Scooter Libby has been found guilty on four of five counts and could be sent to prison for 25 years.
[I expect to be revise this through most of the day...]
There is a cloud over the verdict since the jury was asking very basic questions even yesterday, which makes a very good argument for the fact that the jury was confused, even very confused. Further supporting that view is the inconsistency of the verdict--lying about his conversation with Tim Russert but not his conversation with Matt Cooper. The judge may in fact throw out some or all of the verdicts of guilt on the basis that the jury are morons.
In the event that the judge upholds the verdicts, Libby can appeal, but he'll have to spend at least a year in jail waiting for that process.
The left will be partying tonight for having destroyed the life of a Republican official. I suspect that the political war in this country has just been escalated. This is the politics of personal destruction writ large. It will now become standard procedure to try to send as many officials as possible to jail for the rest of their lives. Twenty-five years for not remembering!
'Land deal' Harry Reid has made a statement, urging President Bush NOT to pardon Libby. If Bush doesn't pardon Libby, he should just shoot himself.
UPDATE: Denis Colins, a juror is speaking to the press. He is a former reporter. The guy has just made an astonishing statement: Colins indicated that there was a lot of sympathy for Libby on the basis that they thought they should have been prosecuting Karl Rove!
Glad to see there were unbiased.
Colins states that jurors thought the trial was about who leaked Valerie Plame's identity.
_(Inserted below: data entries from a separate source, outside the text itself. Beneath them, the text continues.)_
impl OverlayNodes {
    /// Creates the overlay bundle under `surface` and configures the
    /// fixed-size children.
    fn build(scene: &mut SceneStore, surface: NodeId, theme: &dyn Theme) -> Self {
        let margins = geometry::magnifier_margins();
        let layer = ZOOM_LAYER_SIZE.to_rect() + margins;

        let magnifier = scene.create_node();
        let zoom = scene.create_node();
        let border = scene.create_node();
        scene.add_child(surface, magnifier);
        scene.add_child(magnifier, zoom);
        scene.add_child(magnifier, border);

        scene.set_bounds(
            zoom,
            Rect::from_origin_size(Point::new(margins.x0, margins.y0), ZOOM_LAYER_SIZE),
        );
        // The zoom node is a transparent solid the backdrop samples through.
        scene.set_fill(zoom, Fill::Solid(Color::TRANSPARENT));
        scene.set_corner_radius(zoom, CORNER_RADIUS);

        scene.set_bounds(border, layer.with_origin(Point::ZERO));
        scene.set_painter(border, Some(Box::new(BorderPainter::new(theme))));

        Self {
            magnifier,
            zoom,
            border,
        }
    }

    /// Destroys all three nodes, dropping the border painter with them.
    fn dismantle(self, scene: &mut SceneStore) {
        scene.remove_from_parent(self.zoom);
        scene.destroy_node(self.zoom);
        scene.remove_from_parent(self.border);
        scene.destroy_node(self.border);
        scene.remove_from_parent(self.magnifier);
        scene.destroy_node(self.magnifier);
    }
}

struct ActiveOverlay {
    context: ContextId,
    nodes: OverlayNodes,
    animator: BoundsAnimator,
}

/// Shows, moves, and hides the touch-selection magnifier.
pub struct MagnifierSession {
    theme: Box<dyn Theme>,
    active: Option<ActiveOverlay>,
}

impl fmt::Debug for MagnifierSession {
    fn fmt(&self, f: &mut fmt::Formatter<'_>) -> fmt::Result {
        f.debug_struct("MagnifierSession")
            .field("context", &self.context())
            .finish_non_exhaustive()
    }
}

impl Default for MagnifierSession {
    fn default() -> Self {
        Self::new(Box::new(DefaultTheme))
    }
}

impl MagnifierSession {
    /// Creates an idle session that colors its border from `theme`.
    #[must_use]
    pub fn new(theme: Box<dyn Theme>) -> Self {
        Self {
            theme,
            active: None,
        }
    }

    /// Shows the magnifier for `bound`, or moves it if already showing.
    ///
    /// The first call builds the overlay and places it immediately — no
    /// glide from a stale position. Subsequent calls retarget the overlay
    /// with the fixed [`TRANSITION_DURATION`] linear glide, preempting any
    /// transition still in flight. The backdrop sampling offset is applied
    /// immediately in both cases so the zoomed content always matches the
    /// region under the new placement.
    ///
    /// # Panics
    ///
    /// Panics if the session is already showing a magnifier for a
    /// different context. Close the session before rebinding it.
    pub fn show(
        &mut self,
        scene: &mut SceneStore,
        host: &dyn OverlayHost,
        context: ContextId,
        bound: FocusBound,
    ) {
        let surface = host.overlay_surface(context);
        let focus = host.rect_in_surface(context, bound.rect()).expand();
        let layout = geometry::overlay_layout(surface.size, focus);
        let backdrop = Some(Backdrop {
            zoom: ZOOM_SCALE,
            offset: layout.backdrop_offset,
        });

        match &mut self.active {
            None => {
                let nodes = OverlayNodes::build(scene, surface.node, self.theme.as_ref());
                scene.set_bounds(nodes.magnifier, layout.layer_bounds);
                scene.set_backdrop(nodes.zoom, backdrop);
                self.active = Some(ActiveOverlay {
                    context,
                    nodes,
                    animator: BoundsAnimator::new(layout.layer_bounds),
                });
            }
            Some(active) => {
                assert!(
                    active.context == context,
                    "magnifier already bound to a different context"
                );
                scene.set_backdrop(active.nodes.zoom, backdrop);
                active.animator.retarget(
                    layout.layer_bounds,
                    Retarget::Animate {
                        duration: TRANSITION_DURATION,
                        curve: Curve::Linear,
                    },
                );
            }
        }
    }

    /// Advances any in-flight glide to `now`, writing the interpolated
    /// bounds to the scene.
    ///
    /// Call once per frame from the embedder's compositor clock. A no-op
    /// while the session is idle or settled.
    pub fn tick(&mut self, scene: &mut SceneStore, now: Timestamp) {
        if let Some(active) = &mut self.active {
            if let Some(bounds) = active.animator.tick(now) {
                scene.set_bounds(active.nodes.magnifier, bounds);
            }
        }
    }

    /// Hides the magnifier and releases its scene nodes.
    ///
    /// Any in-flight transition is abandoned; no further callbacks fire.
    /// Idempotent: closing an idle session is a no-op.
    pub fn close(&mut self, scene: &mut SceneStore) {
        if let Some(active) = self.active.take() {
            active.nodes.dismantle(scene);
        }
    }

    /// Returns whether a magnifier is currently showing.
    #[inline]
    #[must_use]
    pub const fn is_running(&self) -> bool {
        self.active.is_some()
    }

    /// Returns the context the magnifier is bound to, if active.
    #[inline]
    #[must_use]
    pub fn context(&self) -> Option<ContextId> {
        self.active.as_ref().map(|a| a.context)
    }

    /// Returns the overlay node bundle, if active.
    #[inline]
    #[must_use]
    pub fn overlay(&self) -> Option<&OverlayNodes> {
        self.active.as_ref().map(|a| &a.nodes)
    }

    /// Returns the layer bounds the overlay is at or gliding toward, if
    /// active.
    #[inline]
    #[must_use]
    pub fn target_bounds(&self) -> Option<Rect> {
        self.active.as_ref().map(|a| a.animator.target())
    }

    /// Returns whether a glide is pending or in flight.
    #[inline]
    #[must_use]
    pub fn is_settling(&self) -> bool {
        self.active.as_ref().is_some_and(|a| a.animator.is_settling())
    }
}
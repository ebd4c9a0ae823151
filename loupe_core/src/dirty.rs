// Copyright 2026 the Loupe Authors
// SPDX-License-Identifier: Apache-2.0 OR MIT

//! Dirty-tracking channel constants.
//!
//! The scene store uses multi-channel dirty tracking (via
//! [`understory_dirty`]) so presenters only touch what changed. Each
//! channel represents an independent category of change:
//!
//! - **Propagating** — [`BOUNDS`] uses
//!   [`EagerPolicy`](understory_dirty::EagerPolicy) with dependency edges
//!   from child to parent: absolute bounds are inherited, so moving a node
//!   marks its whole subtree.
//!
//! - **Local-only** — [`APPEARANCE`] (fill, corner radius, painter) and
//!   [`BACKDROP`] (zoom factor, sampling offset) are marked with the
//!   default policy; only the modified node appears in the drain output.
//!
//! - **Structural** — [`TOPOLOGY`] is marked on add/remove child and
//!   create/destroy node, and triggers a traversal-order rebuild during
//!   evaluation.
//!
//! Callers never query dirty state directly: each
//! [`SceneStore::evaluate`](crate::scene::SceneStore::evaluate) call
//! drains all channels and surfaces the results as
//! [`SceneChanges`](crate::scene::SceneChanges), which presenters
//! [consume](crate::backend::Presenter::apply).

use understory_dirty::Channel;

/// Local bounds changed — absolute bounds must be recomputed for the node
/// and its descendants.
pub const BOUNDS: Channel = Channel::new(0);

/// Fill, corner radius, or painter changed — no propagation needed.
pub const APPEARANCE: Channel = Channel::new(1);

/// Backdrop zoom or sampling offset changed — no propagation needed.
pub const BACKDROP: Channel = Channel::new(2);

/// Tree topology changed — triggers traversal order rebuild.
pub const TOPOLOGY: Channel = Channel::new(3);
Judith Miller "seemed nice" and the defense hurt their case by badgering her.
Libby seemed nice.
The bottom line, according to Colin, was that he was simply too erudite for them to believe that he could be forgetful. A hell of thing to lose your freedom on.
Byron York cuts through the clutter with his usual laser keen insight:
It's easy to criticize the jury — they can seem easily confused — but the problem here is not the jury. It is the charge. This is the entirety of Count 3 (and Count 5, as well): Libby testified that he told Cooper that reporters were telling him, Libby, that Valerie Plame Wilson worked for the CIA, but that he, Libby, did not know if it was true. Cooper testified that Libby did not say that. There are no notes, no recordings, no records, no nothing to support either man's story. Just Libby's testimony versus Cooper's testimony. And prosecutor Patrick Fitzgerald has asked the jury to convict Libby of a felony, one that carries a maximum sentence of five years in prison, on that astonishingly flimsy allegation. No wonder the jury is confused.
Tom Maguire predicted conviction on at least some counts:
"Personally, I think the single most probable scenario is that Libby uhh, shaded his testimony to keep Cheney out of the story," Maguire says.
Media Matters is already spinning the verdict. Its a crock. I'll leave it to Maquire to debunk them.
I've investigated the Wilson-Plame affair--not the leak, the real crime--participation in a coup attempt against the legitimately elected government. Niger was conspiring with the Saddam Hussein regime to trade uranium oxide--its an unalterable fact confirmed by captured Iraqi documents. Wilson lied, lied knowingly and with the purpose of eliminating an elected administration. I don't give John Kerry credit for much, but even he knew that Wilson was a time bomb
















Comments (1)
2 words and a spittoon: Sandy Berger.